Berger's book promotes project-based learning, a school of thought which sets extended projects encouraging pupils to take pride in their work through multiple drafts.
The crux for me was the idea of the authentic audience. Berger states that any project must have an audience whose opinion matters on the topic. In his book for tech projects he invited in designers and architects to pass judgement and offer advice to the students. This made perfect sense to me – why do we presume students are interested in our opinions on their work? I sometimes catch a look of myself in school and see an overweight history teacher in a cheap suit (my wife's words not mine, my suit is very nice). But placing an authentic audience at the heart of students' work can have a massive impact on their performance.
The first project I ran was a World War Two art project based on the images of Frank Cappa and art of Béatrice Coron. Students had to select significant events of the conflict, explain them and demonstrate them through art. To provide an authentic audience I arranged to have them showcased at a local art gallery and as part of the upcoming Northern Learning Festival. The inclusion of an authentic audience helped motivate students to take pride in their work and prepare, research and develop their historical skills more than before. My mantra throughout was 'Do you want your name and photo next to a bad piece of work?' or words to that effect!
The finished products were astounding! And we received a nice email from Béatrice Coron thanking us for using her ideas in the classroom.
For me project-based learning is the way forward. By setting a task and providing the students with the tools to complete it you can allow all to make progress and be empowered by their autonomy. The pace of work is set by the student and they measure their progress. Many schools are taking on board the power of project-based learning and fully incorporating it into their curriculum. If you look at the line up of most Teachmeets, some of the countries most progressive schools and teachers are advocating the merits of the system.

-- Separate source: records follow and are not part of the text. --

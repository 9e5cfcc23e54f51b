//! Query construction for the Alpha Vantage style market-data endpoint.

use std::fmt::{Display, Formatter};

use crate::Interval;

pub const DEFAULT_BASE_URL: &str = "https://www.alphavantage.co/query";

/// Upstream `function` query parameter.
#[derive(Debug, Clone, Copy, PartialEq, Eq)]
pub enum ApiFunction {
    TimeSeriesIntraday,
    Overview,
}

impl ApiFunction {
    pub const fn as_str(self) -> &'static str {
        match self {
            Self::TimeSeriesIntraday => "TIME_SERIES_INTRADAY",
            Self::Overview => "OVERVIEW",
        }
    }
}

impl Display for ApiFunction {
    fn fmt(&self, f: &mut Formatter<'_>) -> std::fmt::Result {
        f.write_str(self.as_str())
    }
}

/// A single upstream call, independent of the credentials used to issue it.
#[derive(Debug, Clone, PartialEq, Eq)]
pub struct ApiRequest {
    pub function: ApiFunction,
    pub symbol: String,
    pub interval: Option<Interval>,
}

impl ApiRequest {
    pub fn intraday(symbol: impl Into<String>, interval: Interval) -> Self {
        Self {
            function: ApiFunction::TimeSeriesIntraday,
            symbol: symbol.into(),
            interval: Some(interval),
        }
    }

    pub fn overview(symbol: impl Into<String>) -> Self {
        Self {
            function: ApiFunction::Overview,
            symbol: symbol.into(),
            interval: None,
        }
    }

    pub fn url(&self, base_url: &str, api_key: &str) -> String {
        let mut url = format!(
            "{base_url}?function={}&symbol={}",
            self.function.as_str(),
            urlencoding::encode(&self.symbol)
        );
        if let Some(interval) = self.interval {
            url.push_str("&interval=");
            url.push_str(interval.as_str());
        }
        url.push_str("&apikey=");
        url.push_str(&urlencoding::encode(api_key));
        url
    }
}

/// Replaces the `apikey` query value so URLs can be logged.
pub fn redact(url: &str) -> String {
    let Some(start) = url.find("apikey=").map(|index| index + "apikey=".len()) else {
        return url.to_owned();
    };
    let end = url[start..]
        .find('&')
        .map(|offset| start + offset)
        .unwrap_or(url.len());

    format!("{}***{}", &url[..start], &url[end..])
}
//! CLI argument definitions for trackiton.
//!
//! # Commands
//!
//! | Command | Description |
//! |---------|-------------|
//! | `load` | Load the dashboard, refreshing when the schedule says so |
//! | `refresh` | Force a refresh cycle |
//! | `show` | Print the stored ledger without fetching |
//! | `schedule` | Show last fetch time and the next scheduled refresh |
//! | `compare` | Comparison series for the selected symbols |
//! | `select` | Toggle a symbol in the comparison selection |
//! | `clear` | Drop the stored ledger |
//!
//! # Examples
//!
//! ```bash
//! trackiton load
//! trackiton refresh --symbols AAPL,MSFT --format json --pretty
//! trackiton select JPM
//! trackiton schedule --triggers 06:30,18:00
//! ```

use std::path::PathBuf;

use clap::{Args, Parser, Subcommand, ValueEnum};
use trackiton_core::Interval;

/// Twice-daily stock dashboard for the terminal.
///
/// Data is fetched from Alpha Vantage at 11:00 and 01:00 UTC and kept on disk
/// in between. Set TRACKITON_ALPHAVANTAGE_API_KEY before the first load.
#[derive(Debug, Parser)]
#[command(name = "trackiton", author, version, about = "Twice-daily stock dashboard")]
pub struct Cli {
    /// Output format for results.
    #[arg(long, global = true, value_enum, default_value_t = OutputFormat::Table)]
    pub format: OutputFormat,

    /// Pretty-print JSON output with indentation.
    #[arg(long, global = true, default_value_t = false)]
    pub pretty: bool,

    /// Log debug output to stderr. `RUST_LOG` takes precedence.
    #[arg(long, short, global = true, default_value_t = false)]
    pub verbose: bool,

    /// Data directory (defaults to TRACKITON_HOME, then ~/.trackiton).
    #[arg(long, global = true)]
    pub home: Option<PathBuf>,

    /// Comma-separated symbols to track instead of the defaults.
    #[arg(long, global = true, value_delimiter = ',')]
    pub symbols: Option<Vec<String>>,

    /// Intraday interval: 1min, 5min, 15min, 30min or 60min.
    #[arg(long, global = true)]
    pub interval: Option<Interval>,

    /// Comma-separated HH:MM UTC refresh triggers instead of 11:00,01:00.
    #[arg(long, global = true, value_delimiter = ',')]
    pub triggers: Option<Vec<String>>,

    /// Resolve company names with an extra OVERVIEW call per symbol.
    #[arg(long, global = true, default_value_t = false)]
    pub resolve_names: bool,

    #[command(subcommand)]
    pub command: Command,
}

/// Output format options.
#[derive(Debug, Clone, Copy, PartialEq, Eq, ValueEnum)]
pub enum OutputFormat {
    /// Aligned columns for terminal display.
    Table,
    /// Single JSON document.
    Json,
}

/// Available CLI commands.
#[derive(Debug, Subcommand)]
pub enum Command {
    /// Load the dashboard: stored data while current, a refresh otherwise.
    Load,

    /// Fetch every tracked symbol now, regardless of the schedule.
    Refresh,

    /// Print the stored ledger without fetching.
    Show(ShowArgs),

    /// Show the last fetch time, whether a refresh is due and when the next one is.
    Schedule,

    /// Print the comparison series of the selected symbols.
    Compare,

    /// Toggle a symbol in the comparison selection.
    Select(SelectArgs),

    /// Delete the stored ledger.
    Clear,
}

/// Arguments for the `show` command.
#[derive(Debug, Args)]
pub struct ShowArgs {
    /// Only show these symbols.
    pub symbols: Vec<String>,
}

/// Arguments for the `select` command.
#[derive(Debug, Args)]
pub struct SelectArgs {
    /// Symbol to add to or remove from the selection.
    pub symbol: String,
}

I do not hold project-based learning as a panacea for all the ills in the modern classroom; many children did not produce excellent work. However, these children were a minority, with the vast majority engaging fully in the spirit of the task. As for me, my classroom became a tip of card, medieval shields, battle plans and models of the Titanic, but every day I am excited to see what they produce and that fires me as a teacher, and that cannot be a bad thing.